## Your assignment
Present an exact copy of each line below.

*** Information

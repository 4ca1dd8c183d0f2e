//! Panel geometry for the side/main/status layout

use crate::geometry::{Point, Rect};

/// Columns between the side panel and the main area while the side is shown.
pub const GUTTER_WIDTH: usize = 1;

/// Rectangles derived from a [`PanelLayout`].
#[derive(Debug, Clone, Copy, Default, PartialEq, Eq)]
pub struct PanelAreas {
    pub side: Rect,
    pub gutter: Rect,
    pub main: Rect,
    pub status: Rect,
}

/// Terminal size, side panel widths and visibility.
///
/// Areas are always recomputed from scratch by [`PanelLayout::resize`];
/// every mutator ends by calling it so derived rectangles never go stale.
#[derive(Debug, Clone, PartialEq, Eq)]
pub struct PanelLayout {
    size: Point,
    side_width_visible: usize,
    side_width_hidden: usize,
    hidden: bool,
    areas: PanelAreas,
}

impl PanelLayout {
    pub fn new(size: Point, side_width_visible: usize, side_width_hidden: usize) -> Self {
        let mut layout = Self {
            size,
            side_width_visible,
            side_width_hidden,
            hidden: false,
            areas: PanelAreas::default(),
        };
        layout.resize(size);
        layout
    }

    pub fn size(&self) -> Point {
        self.size
    }

    pub fn areas(&self) -> PanelAreas {
        self.areas
    }

    pub fn side_hidden(&self) -> bool {
        self.hidden
    }

    pub fn side_width_visible(&self) -> usize {
        self.side_width_visible
    }

    pub fn side_width_hidden(&self) -> usize {
        self.side_width_hidden
    }

    /// Recompute every area for a terminal of `size` (height, width).
    pub fn resize(&mut self, size: Point) {
        self.size = size;
        let total_width = size.column;
        let body_height = size.line.saturating_sub(1);

        let configured = if self.hidden {
            self.side_width_hidden
        } else {
            self.side_width_visible
        };
        let side_width = configured.min(total_width);
        let gutter_width = if !self.hidden && side_width > 0 {
            GUTTER_WIDTH.min(total_width - side_width)
        } else {
            0
        };
        let main_column = side_width + gutter_width;

        self.areas = PanelAreas {
            side: Rect::new(Point::new(0, 0), Point::new(body_height, side_width)),
            gutter: Rect::new(
                Point::new(0, side_width),
                Point::new(body_height, gutter_width),
            ),
            main: Rect::new(
                Point::new(0, main_column),
                Point::new(body_height, total_width - main_column),
            ),
            status: Rect::new(
                Point::new(body_height, 0),
                Point::new(size.line.min(1), total_width),
            ),
        };
    }

    pub fn show_side(&mut self, show: bool) {
        self.hidden = !show;
        self.resize(self.size);
    }

    pub fn toggle_side(&mut self) {
        self.show_side(self.hidden);
    }

    /// Grow (or shrink, for negative `delta`) the width used in the current
    /// visibility state, never below zero.
    pub fn expand_side(&mut self, delta: isize) {
        let width = if self.hidden {
            &mut self.side_width_hidden
        } else {
            &mut self.side_width_visible
        };
        *width = width.saturating_add_signed(delta);
        self.resize(self.size);
    }
}

#[cfg(test)]
mod tests {
    use super::*;

    #[test]
    fn test_basic_split() {
        let layout = PanelLayout::new(Point::new(24, 80), 20, 0);
        let areas = layout.areas();
        assert_eq!(areas.side, Rect::new(Point::new(0, 0), Point::new(23, 20)));
        assert_eq!(areas.gutter, Rect::new(Point::new(0, 20), Point::new(23, 1)));
        assert_eq!(areas.main, Rect::new(Point::new(0, 21), Point::new(23, 59)));
        assert_eq!(areas.status, Rect::new(Point::new(23, 0), Point::new(1, 80)));
    }

    #[test]
    fn test_narrow_terminal_gives_main_zero_width() {
        let layout = PanelLayout::new(Point::new(10, 12), 20, 0);
        let areas = layout.areas();
        assert_eq!(areas.side.width(), 12);
        assert_eq!(areas.gutter.width(), 0);
        assert_eq!(areas.main.width(), 0);
        assert_eq!(areas.main.origin.column, 12);
    }

    #[test]
    fn test_gutter_squeezed_before_main() {
        let layout = PanelLayout::new(Point::new(10, 21), 20, 0);
        let areas = layout.areas();
        assert_eq!(areas.gutter.width(), 1);
        assert_eq!(areas.main.width(), 0);
    }

    #[test]
    fn test_hidden_side_gives_main_full_width() {
        let mut layout = PanelLayout::new(Point::new(24, 80), 20, 0);
        layout.show_side(false);
        let areas = layout.areas();
        assert!(areas.side.is_empty());
        assert_eq!(areas.gutter.width(), 0);
        assert_eq!(areas.main, Rect::new(Point::new(0, 0), Point::new(23, 80)));
    }

    #[test]
    fn test_toggle_twice_restores_areas() {
        let mut layout = PanelLayout::new(Point::new(30, 100), 25, 3);
        let before = layout.areas();
        layout.toggle_side();
        assert_ne!(layout.areas(), before);
        layout.toggle_side();
        assert_eq!(layout.areas(), before);
    }

    #[test]
    fn test_expand_side_clamps_at_zero() {
        let mut layout = PanelLayout::new(Point::new(24, 80), 2, 0);
        layout.expand_side(1);
        assert_eq!(layout.side_width_visible(), 3);
        layout.expand_side(-10);
        assert_eq!(layout.side_width_visible(), 0);
        assert_eq!(layout.areas().main.width(), 80);
    }

    #[test]
    fn test_expand_side_while_hidden_changes_hidden_width() {
        let mut layout = PanelLayout::new(Point::new(24, 80), 20, 0);
        layout.show_side(false);
        layout.expand_side(4);
        assert_eq!(layout.side_width_hidden(), 4);
        assert_eq!(layout.side_width_visible(), 20);
        assert_eq!(layout.areas().side.width(), 4);
        assert_eq!(layout.areas().main.origin.column, 4);
    }

    #[test]
    fn test_zero_height_terminal() {
        let layout = PanelLayout::new(Point::new(0, 40), 10, 0);
        let areas = layout.areas();
        assert!(areas.side.is_empty());
        assert!(areas.main.is_empty());
        assert!(areas.status.is_empty());
    }
}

******

## Response area
repository 4ca1dd8c183d0f2e
//! Panel geometry for the side/main/status layout

use crate::geometry::{Point, Rect};

/// Columns between the side panel and the main area while the side is shown.
pub const GUTTER_WIDTH: usize = 1;

/// Rectangles derived from a [`PanelLayout`].
#[derive(Debug, Clone, Copy, Default, PartialEq, Eq)]
pub struct PanelAreas {
    pub side: Rect,
    pub gutter: Rect,
    pub main: Rect,
    pub status: Rect,
}

/// Terminal size, side panel widths and visibility.
///
/// Areas are always recomputed from scratch by [`PanelLayout::resize`];
/// every mutator ends by calling it so derived rectangles never go stale.
#[derive(Debug, Clone, PartialEq, Eq)]
pub struct PanelLayout {
    size: Point,
    side_width_visible: usize,
    side_width_hidden: usize,
    hidden: bool,
    areas: PanelAreas,
}

impl PanelLayout {
    pub fn new(size: Point, side_width_visible: usize, side_width_hidden: usize) -> Self {
        let mut layout = Self {
            size,
            side_width_visible,
            side_width_hidden,
            hidden: false,
            areas: PanelAreas::default(),
        };
        layout.resize(size);
        layout
    }

    pub fn size(&self) -> Point {
        self.size
    }

    pub fn areas(&self) -> PanelAreas {
        self.areas
    }

    pub fn side_hidden(&self) -> bool {
        self.hidden
    }

    pub fn side_width_visible(&self) -> usize {
        self.side_width_visible
    }

    pub fn side_width_hidden(&self) -> usize {
        self.side_width_hidden
    }

    /// Recompute every area for a terminal of `size` (height, width).
    pub fn resize(&mut self, size: Point) {
        self.size = size;
        let total_width = size.column;
        let body_height = size.line.saturating_sub(1);

        let configured = if self.hidden {
            self.side_width_hidden
        } else {
            self.side_width_visible
        };
        let side_width = configured.min(total_width);
        let gutter_width = if !self.hidden && side_width > 0 {
            GUTTER_WIDTH.min(total_width - side_width)
        } else {
            0
        };
        let main_column = side_width + gutter_width;

        self.areas = PanelAreas {
            side: Rect::new(Point::new(0, 0), Point::new(body_height, side_width)),
            gutter: Rect::new(
                Point::new(0, side_width),
                Point::new(body_height, gutter_width),
            ),
            main: Rect::new(
                Point::new(0, main_column),
                Point::new(body_height, total_width - main_column),
            ),
            status: Rect::new(
                Point::new(body_height, 0),
                Point::new(size.line.min(1), total_width),
            ),
        };
    }

    pub fn show_side(&mut self, show: bool) {
        self.hidden = !show;
        self.resize(self.size);
    }

    pub fn toggle_side(&mut self) {
        self.show_side(self.hidden);
    }

    /// Grow (or shrink, for negative `delta`) the width used in the current
    /// visibility state, never below zero.
    pub fn expand_side(&mut self, delta: isize) {
        let width = if self.hidden {
            &mut self.side_width_hidden
        } else {
            &mut self.side_width_visible
        };
        *width = width.saturating_add_signed(delta);
        self.resize(self.size);
    }
}

#[cfg(test)]
mod tests {
    use super::*;

    #[test]
    fn test_basic_split() {
        let layout = PanelLayout::new(Point::new(24, 80), 20, 0);
        let areas = layout.areas();
        assert_eq!(areas.side, Rect::new(Point::new(0, 0), Point::new(23, 20)));
        assert_eq!(areas.gutter, Rect::new(Point::new(0, 20), Point::new(23, 1)));
        assert_eq!(areas.main, Rect::new(Point::new(0, 21), Point::new(23, 59)));
        assert_eq!(areas.status, Rect::new(Point::new(23, 0), Point::new(1, 80)));
    }

    #[test]
    fn test_narrow_terminal_gives_main_zero_width() {
        let layout = PanelLayout::new(Point::new(10, 12), 20, 0);
        let areas = layout.areas();
        assert_eq!(areas.side.width(), 12);
        assert_eq!(areas.gutter.width(), 0);
        assert_eq!(areas.main.width(), 0);
        assert_eq!(areas.main.origin.column, 12);
    }

    #[test]
    fn test_gutter_squeezed_before_main() {
        let layout = PanelLayout::new(Point::new(10, 21), 20, 0);
        let areas = layout.areas();
        assert_eq!(areas.gutter.width(), 1);
        assert_eq!(areas.main.width(), 0);
    }

    #[test]
    fn test_hidden_side_gives_main_full_width() {
        let mut layout = PanelLayout::new(Point::new(24, 80), 20, 0);
        layout.show_side(false);
        let areas = layout.areas();
        assert!(areas.side.is_empty());
        assert_eq!(areas.gutter.width(), 0);
        assert_eq!(areas.main, Rect::new(Point::new(0, 0), Point::new(23, 80)));
    }

    #[test]
    fn test_toggle_twice_restores_areas() {
        let mut layout = PanelLayout::new(Point::new(30, 100), 25, 3);
        let before = layout.areas();
        layout.toggle_side();
        assert_ne!(layout.areas(), before);
        layout.toggle_side();
        assert_eq!(layout.areas(), before);
    }

    #[test]
    fn test_expand_side_clamps_at_zero() {
        let mut layout = PanelLayout::new(Point::new(24, 80), 2, 0);
        layout.expand_side(1);
        assert_eq!(layout.side_width_visible(), 3);
        layout.expand_side(-10);
        assert_eq!(layout.side_width_visible(), 0);
        assert_eq!(layout.areas().main.width(), 80);
    }

    #[test]
    fn test_expand_side_while_hidden_changes_hidden_width() {
        let mut layout = PanelLayout::new(Point::new(24, 80), 20, 0);
        layout.show_side(false);
        layout.expand_side(4);
        assert_eq!(layout.side_width_hidden(), 4);
        assert_eq!(layout.side_width_visible(), 20);
        assert_eq!(layout.areas().side.width(), 4);
        assert_eq!(layout.areas().main.origin.column, 4);
    }

    #[test]
    fn test_zero_height_terminal() {
        let layout = PanelLayout::new(Point::new(0, 40), 10, 0);
        let areas = layout.areas();
        assert!(areas.side.is_empty());
        assert!(areas.main.is_empty());
        assert!(areas.status.is_empty());
    }
}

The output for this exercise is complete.